Alan Frew has always had a passion for reinvention; a passion that’s defined his 30-plus year career in the entertainment business, including more recently his work as a public speaker and best-selling author. Now that passion for reinvention has been applied unreservedly to his new record, 80290 Rewind.
Released on Nov 6th 2015 on Black Box Recordings, 80290 Rewind finds Frew taking on beloved 80’s tracks – a set of songs from the decade during which his Juno Award-winning, Grammy-nominated band, Glass Tiger, became one of the most popular bands in the world – including Tears For Fears’ Hold Me Now, Simple Minds ‘Don't You Forget About Me’, John Waite’s ‘Missing You’ and Glass Tiger’s ‘Someday’.
“They’re amazing songs,” Frew says, “Songs that I loved as a fan and now love even more of as a vocalist. Due to the production of the time, so many songs of the 80’s weren’t quite appreciated for just how beautiful and well crafted they are. So, in the studio, we let the voice lead the way and went with ‘less is more’ when it came to the band.”

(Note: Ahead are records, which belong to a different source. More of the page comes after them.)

//! Flow solver placing a fixed-column grid of cells into a scrollable
//! content area, top to bottom.

use std::sync::{Arc, Mutex};

use serde::Serialize;
use serde_json::json;

use crate::geometry::{Rect, Size};
use crate::logging::{LogLevel, Logger, event_with_fields, json_kv};
use crate::metrics::LayoutMetrics;

use super::core::{GridParams, LINE_SPACING, SECTION_VERTICAL_INSET, cell_height};

/// Solved frame for one cell, in content coordinates.
#[derive(Debug, Clone, Copy, PartialEq, Serialize)]
pub struct CellFrame {
    pub index: usize,
    pub rect: Rect,
}

/// Places every cell of a layout pass and reports total content size.
///
/// The solving math is a pure function of the params, container width, and
/// item count; the optional logger and metrics hooks observe passes without
/// feeding back into them.
pub struct FlowLayout {
    params: GridParams,
    logger: Option<Logger>,
    metrics: Option<Arc<Mutex<LayoutMetrics>>>,
}

impl FlowLayout {
    pub fn new(params: GridParams) -> Self {
        Self {
            params,
            logger: None,
            metrics: None,
        }
    }

    /// Attach a structured logger emitting one event per solved pass.
    pub fn with_logger(mut self, logger: Logger) -> Self {
        self.logger = Some(logger);
        self
    }

    /// Attach a shared metrics accumulator updated on every pass.
    pub fn with_metrics(mut self, metrics: Arc<Mutex<LayoutMetrics>>) -> Self {
        self.metrics = Some(metrics);
        self
    }

    pub fn params(&self) -> &GridParams {
        &self.params
    }

    /// Solve frames for `item_count` cells in a container `container_width`
    /// wide. Same inputs, same frames.
    pub fn solve(&self, container_width: f32, item_count: usize) -> Vec<CellFrame> {
        let frames = solve_frames(&self.params, container_width, item_count);
        let cell_width = self.params.cell_width(container_width);

        if let Some(metrics) = &self.metrics {
            let mut guard = metrics.lock().expect("layout metrics mutex poisoned");
            guard.record_solve(frames.len(), cell_width <= 0.0);
        }

        if let Some(logger) = &self.logger {
            let event = event_with_fields(
                LogLevel::Debug,
                "flowgrid::layout",
                "layout_solved",
                [
                    json_kv("container_width", json!(container_width)),
                    json_kv("cell_width", json!(cell_width)),
                    json_kv("cells", json!(frames.len())),
                ],
            );
            let _ = logger.log_event(event);
        }

        frames
    }

    /// Total content extent for `item_count` cells: container width by the
    /// lowest frame bottom plus the bottom inset. An empty grid still
    /// reserves the vertical insets.
    pub fn content_size(&self, container_width: f32, item_count: usize) -> Size {
        let frames = solve_frames(&self.params, container_width, item_count);
        let max_bottom = frames
            .iter()
            .map(|frame| frame.rect.bottom())
            .fold(SECTION_VERTICAL_INSET, f32::max);
        Size::new(container_width, max_bottom + SECTION_VERTICAL_INSET)
    }
}

fn solve_frames(params: &GridParams, container_width: f32, item_count: usize) -> Vec<CellFrame> {
    let columns = usize::from(params.column_count()).max(1);
    let cell_width = params.cell_width(container_width);
    let mut frames = Vec::with_capacity(item_count);

    let mut y = SECTION_VERTICAL_INSET;
    let mut row_start = 0;
    while row_start < item_count {
        let row_end = (row_start + columns).min(item_count);
        let mut row_height = 0.0f32;

        for (column, index) in (row_start..row_end).enumerate() {
            let height = cell_height(cell_width, index);
            let x = params.left_inset() + column as f32 * (cell_width + params.cell_spacing());
            frames.push(CellFrame {
                index,
                rect: Rect::new(x, y, cell_width, height),
            });
            // A degenerate row never moves the cursor backwards.
            row_height = row_height.max(height);
        }

        y += row_height;
        row_start = row_end;
        if row_start < item_count {
            y += LINE_SPACING;
        }
    }

    frames
}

The intent was to completely reinvent the songs by adopting a stripped down approach in an effort to ensure their melodies, lyrics and core sentiments shone through as never before. “And the end result is exactly what we envisioned, pure and simple,” Frew says.
Although the album draws on material as diverse as ‘Nothing Compares To You’ and ‘Owner of a Lonely Heart’, Frew, producers Jason Murray and Sean Andrews, and a high-powered band including Matchbox Twenty guitarist, Kyle Cook, treated the songs as a unit, creating a record that hangs together, both sonically and lyrically, and on which the melody and lyrics of these classic songs have never stood out so profoundly.
“The eighties were an era where so much of the music was defined by positive emotions and ideas,” Frew adds.
As if the vocal challenge of 80290 Rewind wasn’t enough, Frew experienced a major setback when after the final recording of his vocals at his home studio in Ontario in late summer 2015, he suffered a stroke in his sleep, which left him with temporary paralysis on his right side. “I was thinking of my family and friends first and foremost, but the album, my voice and whether I’d be able to sing again weren’t far behind,” he says, “particularly having just captured what I felt were the best vocals of my life.”
Frew has taken a similar approach with his recovery to the one he’s taken throughout all his life; taking action and having non-conforming, unrelenting belief. Alan remains positive and completely focused while throwing himself into physical therapy with the utmost determination to get back his full mobility and is now looking towards starting rehearsals – which he sees as an extension of the rehabilitation he’s undertaken so far – for an early 2016 tour.
80290 Rewind presents a truly fresh reimagining of truly classic songs. You’ll know every one, but you’ve never heard them like this. On this album, Alan Frew succeeds in makes these tracks his very own; deftly capturing the original spirit of the time they were created in, as well as the timelessness of the sentiments they express. As his manager puts it, “covers have never sounded so original”.